When former President Donald Trump went to court against the Justice Department to stall the federal investigation into classified documents at his Mar-a-Lago resort in Palm Beach, Florida, a district judge he appointed, Aileen Cannon, granted Trump everything he asked for, appointing a special master to review the documents for executive privilege even though no legal precedent grants a former president privilege over national security documents, and effectively blocking the DOJ from conducting a national security review until the special master's work is complete.
Now, the special master himself, Senior Judge Raymond Dearie of Brooklyn, is rebuking Cannon for a decision that hamstrings a key function of the job she assigned him to do, in a filing published by Just Security. Specifically, he is taking issue with her rescinding his authority to issue interim reports as he conducts his review — and saying her reasoning for this made no sense.

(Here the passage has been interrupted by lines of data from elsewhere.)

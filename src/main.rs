//! Command-line interface for the appointment desk.
//!
//! This binary provides an interactive menu over a roster for viewing staff
//! load, booking appointments and working through the waiting queue.

use appointdesk::dashboard;
use appointdesk::queue::ordinal_badge;
use appointdesk::seed::{demo_roster, load_snapshot};
use appointdesk::{
    AppointmentStatus, AssignmentOutcome, AutoAssigner, DeskConfig, DeskError, LoadLevel,
    NewAppointment, Roster,
};
use chrono::{Local, NaiveDate, NaiveTime};
use dotenv::dotenv;
use std::io::{self, Write};
use tracing::{error, info};
use tracing_subscriber::{layer::SubscriberExt, util::SubscriberInitExt};

struct DeskCLI {
    assigner: AutoAssigner,
    config: DeskConfig,
    running: bool,
}

impl DeskCLI {
    fn new(roster: Roster, config: DeskConfig) -> Self {
        DeskCLI {
            assigner: AutoAssigner::new(roster),
            config,
            running: true,
        }
    }

    fn roster(&self) -> &Roster {
        &self.assigner.roster
    }

    fn print_header(&self) {
        println!("\n{}", "=".repeat(60));
        println!("       APPOINTMENT DESK");
        println!("{}", "=".repeat(60));
    }

    fn print_menu(&self) {
        println!("\n--- Main Menu ---");
        println!("1. View staff load");
        println!("2. View waiting queue");
        println!("3. Book appointment");
        println!("4. Auto-assign a queued appointment");
        println!("5. Auto-assign the whole queue");
        println!("6. Assign a queued appointment manually");
        println!("7. Change appointment status");
        println!("8. Dashboard");
        println!("9. Recent activity");
        println!("0. Exit");
        println!("{}", "-".repeat(20));
    }

    fn get_input(&self, prompt: &str, default: Option<&str>) -> String {
        if let Some(def) = default {
            print!("{} [{}]: ", prompt, def);
        } else {
            print!("{}: ", prompt);
        }
        let _ = io::stdout().flush();

        let mut input = String::new();
        if io::stdin().read_line(&mut input).is_err() {
            return default.unwrap_or("").to_string();
        }
        let input = input.trim();

        if input.is_empty() {
            default.unwrap_or("").to_string()
        } else {
            input.to_string()
        }
    }

    fn get_int_input(&self, prompt: &str, default: Option<i32>) -> i32 {
        loop {
            let default_str = default.map(|d| d.to_string());
            let input = self.get_input(prompt, default_str.as_deref());

            if let Ok(value) = input.parse::<i32>() {
                return value;
            }
            println!("Please enter a valid number");
        }
    }

    fn get_date_input(&self, prompt: &str) -> NaiveDate {
        let today = Local::now().date_naive().format("%Y-%m-%d").to_string();
        loop {
            let input = self.get_input(prompt, Some(&today));
            match NaiveDate::parse_from_str(&input, "%Y-%m-%d") {
                Ok(date) => return date,
                Err(_) => println!("Please enter a date as YYYY-MM-DD"),
            }
        }
    }

    fn get_time_input(&self, prompt: &str) -> NaiveTime {
        loop {
            let input = self.get_input(prompt, Some("09:00"));
            match NaiveTime::parse_from_str(&input, "%H:%M") {
                Ok(time) => return time,
                Err(_) => println!("Please enter a time as HH:MM"),
            }
        }
    }

    /// Ask for a 1-based index into a list of `len` entries.
    fn choose(&self, prompt: &str, len: usize) -> Option<usize> {
        let choice = self.get_int_input(prompt, Some(0));
        if choice > 0 && (choice as usize) <= len {
            Some(choice as usize - 1)
        } else {
            None
        }
    }

    fn view_staff_load(&self) {
        let date = self.get_date_input("Date");
        let loads = dashboard::staff_loads(self.roster(), date);

        if loads.is_empty() {
            println!("\nNo staff on the roster");
            return;
        }

        println!("\n--- Staff Load on {} ---", date.format("%A, %Y-%m-%d"));
        for (summary, staff) in loads.iter().zip(self.roster().staff()) {
            let marker = match summary.level {
                LoadLevel::Normal => "",
                LoadLevel::NearCapacity => " (near capacity)",
                LoadLevel::Overloaded => " (full)",
            };
            println!(
                "  {:20} {:14} {:9} {}{}",
                summary.staff_name,
                staff.service_type.name(),
                staff.availability_status.name(),
                summary.load,
                marker
            );
        }
    }

    fn view_queue(&self) {
        let queued = self.roster().queued_appointments();

        if queued.is_empty() {
            println!("\nThe waiting queue is empty");
            return;
        }

        println!("\n--- Waiting Queue ({}) ---", queued.len());
        for (item, appointment) in queued {
            let service = self
                .roster()
                .get_service(appointment.service_id)
                .map(|s| s.name.as_str())
                .unwrap_or("Unknown service");
            let eligible = self.roster().eligible_staff(appointment.service_id).len();
            println!(
                "  {:5} {:20} {} {} at {} ({} eligible staff)",
                ordinal_badge(item.position),
                appointment.customer_name,
                service,
                appointment.date.format("%Y-%m-%d"),
                appointment.time.format("%H:%M"),
                eligible
            );
        }
    }

    fn book_appointment(&mut self) {
        let services = self.roster().services().to_vec();
        if services.is_empty() {
            println!("\nNo services in the catalogue");
            return;
        }

        println!("\n--- Book Appointment ---");
        let customer_name = self.get_input("Customer name", None);

        println!("\nServices:");
        for (i, service) in services.iter().enumerate() {
            println!(
                "  {}. {} ({} min, {})",
                i + 1,
                service.name,
                service.duration.minutes(),
                service.required_staff_type
            );
        }
        let Some(index) = self.choose("Select service", services.len()) else {
            println!("Invalid choice");
            return;
        };
        let service = &services[index];

        let date = self.get_date_input("Date");
        let time = self.get_time_input("Time");

        let eligible: Vec<(uuid::Uuid, String)> = self
            .roster()
            .eligible_staff(service.id)
            .iter()
            .map(|s| (s.id, s.name.clone()))
            .collect();

        println!("\nStaff (0 to leave the appointment in the queue):");
        for (i, (staff_id, name)) in eligible.iter().enumerate() {
            let load = self
                .roster()
                .staff_load(*staff_id, date)
                .map(|l| l.to_string())
                .unwrap_or_default();
            println!("  {}. {} [{}]", i + 1, name, load);
        }
        let staff_id = self
            .choose("Select staff", eligible.len())
            .map(|i| eligible[i].0);

        let request = NewAppointment {
            customer_name: customer_name.clone(),
            service_id: service.id,
            staff_id,
            date,
            time,
        };

        match self.assigner.roster.book_appointment(request) {
            Ok(_) => match staff_id {
                Some(_) => println!("\nAppointment booked for {}", customer_name),
                None => println!(
                    "\n{} added to the queue ({} waiting)",
                    customer_name,
                    self.assigner.pending_count()
                ),
            },
            Err(e @ DeskError::Conflict { .. }) => println!(
                "\nCould not book: {}. Please pick another staff or change the time.",
                e
            ),
            Err(e) => println!("\nCould not book: {}", e),
        }
    }

    fn pick_queue_item(&self) -> Option<uuid::Uuid> {
        let items: Vec<uuid::Uuid> = self.roster().queue().items().iter().map(|i| i.id).collect();
        if items.is_empty() {
            println!("\nThe waiting queue is empty");
            return None;
        }
        self.view_queue();
        self.choose("Select queue position (0 to go back)", items.len())
            .map(|i| items[i])
    }

    fn auto_assign_one(&mut self) {
        let Some(queue_item_id) = self.pick_queue_item() else {
            return;
        };

        match self.assigner.auto_assign(queue_item_id) {
            Ok(AssignmentOutcome::Assigned { staff_id }) => {
                let name = self
                    .roster()
                    .get_staff(staff_id)
                    .map(|s| s.name.clone())
                    .unwrap_or_default();
                println!("\nAssigned to {}", name);
            }
            Ok(AssignmentOutcome::Unassignable) => {
                println!("\nNo available staff under capacity; the appointment stays queued")
            }
            Err(e) => println!("\nCould not assign: {}", e),
        }
    }

    fn auto_assign_all(&mut self) {
        let pending = self.assigner.pending_count();
        if pending == 0 {
            println!("\nThe waiting queue is empty");
            return;
        }

        println!("\n--- Processing {} queued appointments ---", pending);
        let result = self.assigner.process_queue();

        println!("\n--- Assignment Results ---");
        println!("  Total queued: {}", result.total_items);
        println!("  Assigned: {}", result.assigned.len());
        println!("  Still waiting: {}", result.unassignable.len());
        println!("  Success rate: {:.1}%", result.success_rate());

        for assigned in &result.assigned {
            println!("  - {}: {}", assigned.customer_name, assigned.message);
        }
        for waiting in &result.unassignable {
            println!("  - {}: {}", waiting.customer_name, waiting.message);
        }
    }

    fn assign_manually(&mut self) {
        let Some(queue_item_id) = self.pick_queue_item() else {
            return;
        };
        let Some((service_id, date)) = self
            .roster()
            .queue()
            .get(queue_item_id)
            .and_then(|item| self.roster().get_appointment(item.appointment_id))
            .map(|a| (a.service_id, a.date))
        else {
            return;
        };

        let eligible: Vec<(uuid::Uuid, String)> = self
            .roster()
            .eligible_staff(service_id)
            .iter()
            .map(|s| (s.id, s.name.clone()))
            .collect();
        if eligible.is_empty() {
            println!("\nNo available staff for this service");
            return;
        }

        for (i, (staff_id, name)) in eligible.iter().enumerate() {
            let load = self
                .roster()
                .staff_load(*staff_id, date)
                .map(|l| l.to_string())
                .unwrap_or_default();
            println!("  {}. {} [{}]", i + 1, name, load);
        }
        let Some(index) = self.choose("Select staff (0 to go back)", eligible.len()) else {
            return;
        };

        match self.assigner.assign_manually(queue_item_id, eligible[index].0) {
            Ok(()) => println!("\nAssigned to {}", eligible[index].1),
            Err(e) => println!("\nCould not assign: {}", e),
        }
    }

    fn change_status(&mut self) {
        let date = self.get_date_input("Date");
        let appointments: Vec<(uuid::Uuid, String)> = self
            .roster()
            .appointments_on(date)
            .iter()
            .map(|a| {
                (
                    a.id,
                    format!("{} {} ({})", a.time.format("%H:%M"), a.customer_name, a.status),
                )
            })
            .collect();

        if appointments.is_empty() {
            println!("\nNo appointments on {}", date);
            return;
        }

        for (i, (_, label)) in appointments.iter().enumerate() {
            println!("  {}. {}", i + 1, label);
        }
        let Some(index) = self.choose("Select appointment (0 to go back)", appointments.len())
        else {
            return;
        };

        let input = self.get_input("New status (completed/cancelled/no-show)", Some("completed"));
        let status = match AppointmentStatus::from_string(&input) {
            Ok(status) => status,
            Err(e) => {
                println!("{}", e);
                return;
            }
        };

        match self.assigner.roster.set_status(appointments[index].0, status) {
            Ok(()) => println!("\nMarked as {}", status),
            Err(e) => println!("\nCould not update status: {}", e),
        }
    }

    fn view_dashboard(&self) {
        let today = Local::now().date_naive();
        let stats = dashboard::summarize(self.roster(), today);

        println!("\n--- Today ({}) ---", today.format("%A, %Y-%m-%d"));
        println!(
            "  Total appointments: {} ({} pending)",
            stats.total_appointments_today, stats.pending
        );
        println!("  Completed: {}", stats.completed);
        println!("  Waiting queue: {}", stats.waiting_queue_count);
        println!(
            "  Available staff: {} ({} on leave)",
            stats.available_staff, stats.on_leave_staff
        );
    }

    fn view_activity(&self) {
        let recent = self.roster().activity().recent(self.config.activity_limit);
        if recent.is_empty() {
            println!("\nNo activity yet");
            return;
        }

        println!("\n--- Recent Activity ---");
        for entry in recent {
            println!(
                "  {} [{:?}] {}",
                entry.timestamp.format("%H:%M:%S"),
                entry.kind,
                entry.message
            );
        }
    }

    fn run(&mut self) {
        self.print_header();

        while self.running {
            self.print_menu();

            let choice = self.get_int_input("Enter choice", Some(8));

            match choice {
                1 => self.view_staff_load(),
                2 => self.view_queue(),
                3 => self.book_appointment(),
                4 => self.auto_assign_one(),
                5 => self.auto_assign_all(),
                6 => self.assign_manually(),
                7 => self.change_status(),
                8 => self.view_dashboard(),
                9 => self.view_activity(),
                0 => {
                    self.running = false;
                    println!("\nGoodbye!");
                }
                _ => println!("Invalid choice"),
            }
        }
    }
}

fn build_roster(config: &DeskConfig) -> appointdesk::Result<Roster> {
    match &config.seed_file {
        Some(path) => {
            info!("Loading roster from {}", path.display());
            Roster::from_snapshot(load_snapshot(path)?, config.load_policy)
        }
        None => demo_roster(config.load_policy, Local::now().date_naive()),
    }
}

fn main() {
    dotenv().ok();

    tracing_subscriber::registry()
        .with(tracing_subscriber::EnvFilter::new(
            std::env::var("RUST_LOG").unwrap_or_else(|_| "warn".into()),
        ))
        .with(tracing_subscriber::fmt::layer())
        .init();

    let config = DeskConfig::from_env();

    let roster = match build_roster(&config) {
        Ok(mut roster) => {
            roster.set_activity_capacity(config.activity_capacity);
            roster
        }
        Err(e) => {
            error!("Failed to load roster: {}", e);
            std::process::exit(1);
        }
    };

    let mut cli = DeskCLI::new(roster, config);
    cli.run();
}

"In the original Appointing Order, the Court directed that 'the Special Master shall submit interim reports and recommendations as appropriate. Upon receipt and resolution of any interim reports and recommendations, the Court will consider prompt adjustments to the Court's orders as necessary,'" said the filing. "However, the Court later struck that language as part of its order implementing an unrelated ruling by the Eleventh Circuit. As the language quoted above as to interim reports and adjustments to prior orders is consistent with the Eleventh Circuit's ruling and the efficient administration of the Appointing Order as amended, the undersigned respectfully recommends that the Court issue an order reinstating that language."

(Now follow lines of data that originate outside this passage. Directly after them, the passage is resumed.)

use chrono::NaiveDate;
use serde::Serialize;

use crate::models::{AppointmentStatus, LoadLevel, StaffLoad};
use crate::roster::Roster;

/// Headline numbers for one day at the desk.
#[derive(Debug, Clone, PartialEq, Eq, Serialize)]
#[serde(rename_all = "camelCase")]
pub struct DashboardStats {
    pub total_appointments_today: usize,
    pub completed: usize,
    pub pending: usize,
    pub waiting_queue_count: usize,
    pub available_staff: usize,
    pub on_leave_staff: usize,
}

#[derive(Debug, Clone)]
pub struct StaffLoadSummary {
    pub staff_name: String,
    pub load: StaffLoad,
    pub level: LoadLevel,
}

pub fn summarize(roster: &Roster, today: NaiveDate) -> DashboardStats {
    let todays = roster.appointments_on(today);
    let count_status =
        |status: AppointmentStatus| todays.iter().filter(|a| a.status == status).count();
    let available_staff = roster.staff().iter().filter(|s| s.is_available()).count();

    DashboardStats {
        total_appointments_today: todays.len(),
        completed: count_status(AppointmentStatus::Completed),
        pending: count_status(AppointmentStatus::Scheduled),
        waiting_queue_count: roster.queue().len(),
        available_staff,
        on_leave_staff: roster.staff().len() - available_staff,
    }
}

/// Load for every staff member on `date`, in roster order.
pub fn staff_loads(roster: &Roster, date: NaiveDate) -> Vec<StaffLoadSummary> {
    roster
        .staff()
        .iter()
        .filter_map(|staff| {
            roster.staff_load(staff.id, date).map(|load| StaffLoadSummary {
                staff_name: staff.name.clone(),
                level: load.level(),
                load,
            })
        })
        .collect()
}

This comes after a three-judge panel of the Eleventh Circuit, two of whom were also Trump appointees, reversed the portion of Cannon's order blocking the DOJ from access to documents that were marked classified. The special master review will continue for the unclassified documents.

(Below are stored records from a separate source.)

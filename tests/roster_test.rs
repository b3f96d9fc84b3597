mod common;

use appointdesk::*;
use assert_matches::assert_matches;
use chrono::Local;
use common::{at, day, new_year, TestDesk};
use uuid::Uuid;

#[test]
fn test_staff_load_counts_active_appointments_on_date() {
    let mut desk = TestDesk::new();
    let riya = desk.doctor("Dr. Riya Sharma", 4);

    desk.book("John Doe", Some(riya), new_year(), at(9, 0));
    let cancelled = desk.book("Jane Smith", Some(riya), new_year(), at(9, 30));
    desk.book("Mike Johnson", Some(riya), new_year(), at(10, 0));
    desk.book("Emily Brown", Some(riya), day(2024, 1, 2), at(9, 0));

    desk.roster
        .set_status(cancelled, AppointmentStatus::Cancelled)
        .expect("cancel");

    let load = desk.roster.staff_load(riya, new_year()).expect("known staff");
    assert_eq!(load, StaffLoad { current: 2, max: 4 });

    let next_day = desk.roster.staff_load(riya, day(2024, 1, 2)).expect("known staff");
    assert_eq!(next_day.current, 1);
}

#[test]
fn test_staff_load_unknown_staff_is_none() {
    let desk = TestDesk::new();
    assert!(desk.roster.staff_load(Uuid::new_v4(), new_year()).is_none());
}

#[test]
fn test_completed_counts_unless_policy_excludes_it() {
    for (policy, expected) in [
        (LoadPolicy::CancelledOnly, 1),
        (LoadPolicy::ExcludeCompleted, 0),
    ] {
        let mut desk = TestDesk::with_policy(policy);
        let riya = desk.doctor("Dr. Riya Sharma", 4);
        let done = desk.book("John Doe", Some(riya), new_year(), at(9, 0));
        desk.roster
            .set_status(done, AppointmentStatus::Completed)
            .expect("complete");

        let load = desk.roster.staff_load(riya, new_year()).expect("known staff");
        assert_eq!(load.current, expected, "policy {:?}", policy);
    }
}

#[test]
fn test_staff_load_today_uses_current_date() {
    let mut desk = TestDesk::new();
    let a = desk.doctor("Dr. A", 4);
    let today = Local::now().date_naive();
    desk.book("John Doe", Some(a), today, at(9, 0));
    desk.book("Jane Smith", Some(a), today.succ_opt().expect("tomorrow"), at(9, 0));

    assert_eq!(
        desk.roster.staff_load_today(a),
        Some(StaffLoad { current: 1, max: 4 })
    );
    assert!(desk.roster.staff_load_today(Uuid::new_v4()).is_none());
}

#[test]
fn test_find_conflict_returns_existing_appointment() {
    let mut desk = TestDesk::new();
    let a = desk.doctor("Dr. A", 3);
    let existing = desk.book("John Doe", Some(a), new_year(), at(9, 0));

    let conflict = desk.roster.find_conflict(a, new_year(), at(9, 0), None);
    assert_eq!(conflict.map(|c| c.id), Some(existing));

    assert!(desk.roster.find_conflict(a, new_year(), at(9, 30), None).is_none());
    assert!(desk.roster.find_conflict(a, day(2024, 1, 2), at(9, 0), None).is_none());
}

#[test]
fn test_find_conflict_honours_exclusion_and_cancellation() {
    let mut desk = TestDesk::new();
    let a = desk.doctor("Dr. A", 3);
    let b = desk.doctor("Dr. B", 3);
    let existing = desk.book("John Doe", Some(a), new_year(), at(9, 0));

    assert!(desk
        .roster
        .find_conflict(a, new_year(), at(9, 0), Some(existing))
        .is_none());
    assert!(desk.roster.find_conflict(b, new_year(), at(9, 0), None).is_none());

    desk.roster
        .set_status(existing, AppointmentStatus::Cancelled)
        .expect("cancel");
    assert!(desk.roster.find_conflict(a, new_year(), at(9, 0), None).is_none());
}

#[test]
fn test_completed_appointment_holds_its_slot_unless_policy_excludes_it() {
    for (policy, holds_slot) in [
        (LoadPolicy::CancelledOnly, true),
        (LoadPolicy::ExcludeCompleted, false),
    ] {
        let mut desk = TestDesk::with_policy(policy);
        let a = desk.doctor("Dr. A", 3);
        let done = desk.book("John Doe", Some(a), new_year(), at(9, 0));
        desk.roster
            .set_status(done, AppointmentStatus::Completed)
            .expect("complete");

        let conflict = desk.roster.find_conflict(a, new_year(), at(9, 0), None);
        assert_eq!(conflict.map(|c| c.id), holds_slot.then_some(done), "policy {:?}", policy);
    }
}

#[test]
fn test_eligible_staff_matches_type_and_availability() {
    let mut desk = TestDesk::new();
    let first = desk.doctor("Dr. First", 3);
    let on_leave = desk.doctor("Dr. Away", 3);
    desk.staff("Rahul Verma", StaffType::SupportAgent, 8);
    let last = desk.doctor("Dr. Last", 3);

    desk.roster
        .set_availability(on_leave, AvailabilityStatus::OnLeave)
        .expect("on leave");

    let eligible: Vec<Uuid> = desk
        .roster
        .eligible_staff(desk.consultation)
        .iter()
        .map(|s| s.id)
        .collect();
    assert_eq!(eligible, vec![first, last]);

    assert!(desk.roster.eligible_staff(Uuid::new_v4()).is_empty());
}

#[test]
fn test_booking_into_taken_slot_is_a_conflict() {
    let mut desk = TestDesk::new();
    let a = desk.doctor("Dr. A", 3);
    desk.book("John Doe", Some(a), new_year(), at(9, 0));

    let result = desk.roster.book_appointment(NewAppointment {
        customer_name: "Jane Smith".to_string(),
        service_id: desk.consultation,
        staff_id: Some(a),
        date: new_year(),
        time: at(9, 0),
    });

    assert_matches!(result, Err(DeskError::Conflict { ref staff_name, .. }) if staff_name == "Dr. A");
    assert_eq!(desk.roster.appointments().len(), 1);
    assert_eq!(desk.roster.activity().of_kind(ActivityKind::Conflict).len(), 1);
}

#[test]
fn test_booking_beyond_capacity_is_rejected() {
    let mut desk = TestDesk::new();
    let a = desk.doctor("Dr. A", 2);
    desk.book("John Doe", Some(a), new_year(), at(9, 0));
    desk.book("Jane Smith", Some(a), new_year(), at(9, 30));

    let result = desk.roster.book_appointment(NewAppointment {
        customer_name: "Mike Johnson".to_string(),
        service_id: desk.consultation,
        staff_id: Some(a),
        date: new_year(),
        time: at(10, 0),
    });

    assert_matches!(result, Err(DeskError::OverCapacity { current: 2, max: 2, .. }));
}

#[test]
fn test_booking_with_wrong_staff_type_is_rejected() {
    let mut desk = TestDesk::new();
    let agent = desk.staff("Rahul Verma", StaffType::SupportAgent, 8);

    let result = desk.roster.book_appointment(NewAppointment {
        customer_name: "John Doe".to_string(),
        service_id: desk.consultation,
        staff_id: Some(agent),
        date: new_year(),
        time: at(9, 0),
    });

    assert_matches!(result, Err(DeskError::NotEligible { .. }));
}

#[test]
fn test_booking_unknown_service_is_rejected() {
    let mut desk = TestDesk::new();
    let result = desk.roster.book_appointment(NewAppointment {
        customer_name: "John Doe".to_string(),
        service_id: Uuid::new_v4(),
        staff_id: None,
        date: new_year(),
        time: at(9, 0),
    });

    assert_matches!(result, Err(DeskError::ServiceNotFound(_)));
}

#[test]
fn test_booking_without_staff_joins_queue() {
    let mut desk = TestDesk::new();
    let first = desk.book("Thomas White", None, new_year(), at(10, 0));
    let second = desk.book("Jennifer Green", None, new_year(), at(11, 30));

    assert_eq!(desk.positions(), vec![1, 2]);
    let appointment = desk.roster.get_appointment(second).expect("stored");
    assert_eq!(appointment.status, AppointmentStatus::Waiting);
    assert!(appointment.assigned_staff_id.is_none());

    let queued: Vec<Uuid> = desk
        .roster
        .queued_appointments()
        .iter()
        .map(|(_, a)| a.id)
        .collect();
    assert_eq!(queued, vec![first, second]);
}

#[test]
fn test_closing_a_queued_appointment_renumbers_queue() {
    let mut desk = TestDesk::new();
    let first = desk.book("Thomas White", None, new_year(), at(10, 0));
    let second = desk.book("Jennifer Green", None, new_year(), at(11, 30));
    let third = desk.book("Kevin Brown", None, new_year(), at(12, 0));

    desk.roster
        .set_status(second, AppointmentStatus::Cancelled)
        .expect("cancel");

    assert_eq!(desk.positions(), vec![1, 2]);
    let order: Vec<Uuid> = desk
        .roster
        .queue()
        .items()
        .iter()
        .map(|item| item.appointment_id)
        .collect();
    assert_eq!(order, vec![first, third]);
}

#[test]
fn test_deleting_appointment_removes_queue_entry() {
    let mut desk = TestDesk::new();
    let first = desk.book("Thomas White", None, new_year(), at(10, 0));
    desk.book("Jennifer Green", None, new_year(), at(11, 30));

    desk.roster.delete_appointment(first).expect("delete");
    assert_eq!(desk.positions(), vec![1]);
    assert_matches!(
        desk.roster.delete_appointment(first),
        Err(DeskError::AppointmentNotFound(_))
    );
}

#[test]
fn test_terminal_status_cannot_be_reopened() {
    let mut desk = TestDesk::new();
    let a = desk.doctor("Dr. A", 3);
    let id = desk.book("John Doe", Some(a), new_year(), at(9, 0));

    desk.roster
        .set_status(id, AppointmentStatus::NoShow)
        .expect("no-show");
    assert_matches!(
        desk.roster.set_status(id, AppointmentStatus::Scheduled),
        Err(DeskError::InvalidStatusTransition {
            from: AppointmentStatus::NoShow,
            to: AppointmentStatus::Scheduled,
        })
    );
}

#[test]
fn test_queued_appointment_cannot_be_scheduled_without_staff() {
    let mut desk = TestDesk::new();
    let id = desk.book("Thomas White", None, new_year(), at(10, 0));

    assert_matches!(
        desk.roster.set_status(id, AppointmentStatus::Scheduled),
        Err(DeskError::Validation(_))
    );
    assert_eq!(desk.roster.queue().len(), 1);
}

#[test]
fn test_edit_checks_conflicts_but_not_against_itself() {
    let mut desk = TestDesk::new();
    let a = desk.doctor("Dr. A", 3);
    let early = desk.book("John Doe", Some(a), new_year(), at(9, 0));
    let late = desk.book("Jane Smith", Some(a), new_year(), at(10, 0));

    desk.roster
        .edit_appointment(
            early,
            AppointmentEdit {
                customer_name: Some("John A. Doe".to_string()),
                time: Some(at(9, 0)),
                ..Default::default()
            },
        )
        .expect("same slot is not a conflict");

    let moved = desk.roster.edit_appointment(
        late,
        AppointmentEdit {
            time: Some(at(9, 0)),
            ..Default::default()
        },
    );
    assert_matches!(moved, Err(DeskError::Conflict { .. }));
    assert_eq!(
        desk.roster.get_appointment(late).map(|a| a.time),
        Some(at(10, 0))
    );

    desk.roster
        .edit_appointment(
            late,
            AppointmentEdit {
                time: Some(at(9, 30)),
                ..Default::default()
            },
        )
        .expect("free slot");
}

#[test]
fn test_edit_keeps_staff_who_went_on_leave() {
    let mut desk = TestDesk::new();
    let a = desk.doctor("Dr. A", 3);
    let first = desk.book("John Doe", Some(a), new_year(), at(9, 0));
    let second = desk.book("Jane Smith", Some(a), new_year(), at(10, 0));
    desk.roster
        .set_availability(a, AvailabilityStatus::OnLeave)
        .expect("on leave");

    desk.roster
        .edit_appointment(
            first,
            AppointmentEdit {
                time: Some(at(11, 0)),
                ..Default::default()
            },
        )
        .expect("move within the same staff");
    let moved = desk.roster.get_appointment(first).expect("stored");
    assert_eq!(moved.time, at(11, 0));
    assert_eq!(moved.assigned_staff_id, Some(a));

    let clash = desk.roster.edit_appointment(
        second,
        AppointmentEdit {
            time: Some(at(11, 0)),
            ..Default::default()
        },
    );
    assert_matches!(clash, Err(DeskError::Conflict { .. }));
    assert_eq!(desk.roster.activity().of_kind(ActivityKind::Conflict).len(), 1);
}

#[test]
fn test_booking_with_empty_name_fails_before_slot_checks() {
    let mut desk = TestDesk::new();
    let a = desk.doctor("Dr. A", 3);
    desk.book("John Doe", Some(a), new_year(), at(9, 0));

    let result = desk.roster.book_appointment(NewAppointment {
        customer_name: "   ".to_string(),
        service_id: desk.consultation,
        staff_id: Some(a),
        date: new_year(),
        time: at(9, 0),
    });

    assert_matches!(result, Err(DeskError::Validation(_)));
    assert!(desk.roster.activity().of_kind(ActivityKind::Conflict).is_empty());
    assert_eq!(desk.roster.appointments().len(), 1);
}

#[test]
fn test_service_in_use_cannot_be_removed() {
    let mut desk = TestDesk::new();
    desk.book("Thomas White", None, new_year(), at(10, 0));

    assert_matches!(
        desk.roster.remove_service(desk.consultation),
        Err(DeskError::ServiceInUse { appointments: 1, .. })
    );
    let removed = desk.roster.remove_service(desk.support).expect("unused");
    assert_eq!(removed.name, "Quick Support");
}

#[test]
fn test_removing_staff_requeues_open_appointments() {
    let mut desk = TestDesk::new();
    let a = desk.doctor("Dr. A", 3);
    let open = desk.book("John Doe", Some(a), new_year(), at(9, 0));
    let done = desk.book("Jane Smith", Some(a), new_year(), at(9, 30));
    desk.roster
        .set_status(done, AppointmentStatus::Completed)
        .expect("complete");

    desk.roster.remove_staff(a).expect("remove");

    let requeued = desk.roster.get_appointment(open).expect("stored");
    assert_eq!(requeued.status, AppointmentStatus::Waiting);
    assert!(requeued.assigned_staff_id.is_none());
    assert_eq!(desk.roster.queue().len(), 1);
    assert_eq!(
        desk.roster.get_appointment(done).and_then(|a| a.assigned_staff_id),
        Some(a)
    );
}

#[test]
fn test_capacity_can_be_lowered_to_zero() {
    let mut desk = TestDesk::new();
    let a = desk.doctor("Dr. A", 3);
    desk.roster
        .update_staff(
            a,
            StaffUpdate {
                daily_capacity: Some(0),
                ..Default::default()
            },
        )
        .expect("update");

    let load = desk.roster.staff_load(a, new_year()).expect("known staff");
    assert!(!load.has_capacity());
    assert_matches!(
        desk.roster.update_staff(
            a,
            StaffUpdate {
                name: Some("  ".to_string()),
                ..Default::default()
            },
        ),
        Err(DeskError::Validation(_))
    );
}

Dearie was mutually agreed to as the best choice of special master by Trump and the DOJ. According to previous reports, Trump was hoping that because Dearie previously served on the Foreign Intelligence Surveillance (FISA) court, and because that court was at the center of a long-running Fox News talking point about the FBI supposedly abusing power in the Russia investigation, that Dearie would automatically view the FBI and DOJ as corrupt and be a sympathetic to him.
So far, however, Trump's hopes haven't panned out. At the first special master hearing, Dearie aggressively pushed Trump's legal team to take a position on the former president's repeated claims he can declassify top secret documents without telling anyone — and made clear he takes the DOJ at its word that documents labeled classified are, in fact, classified.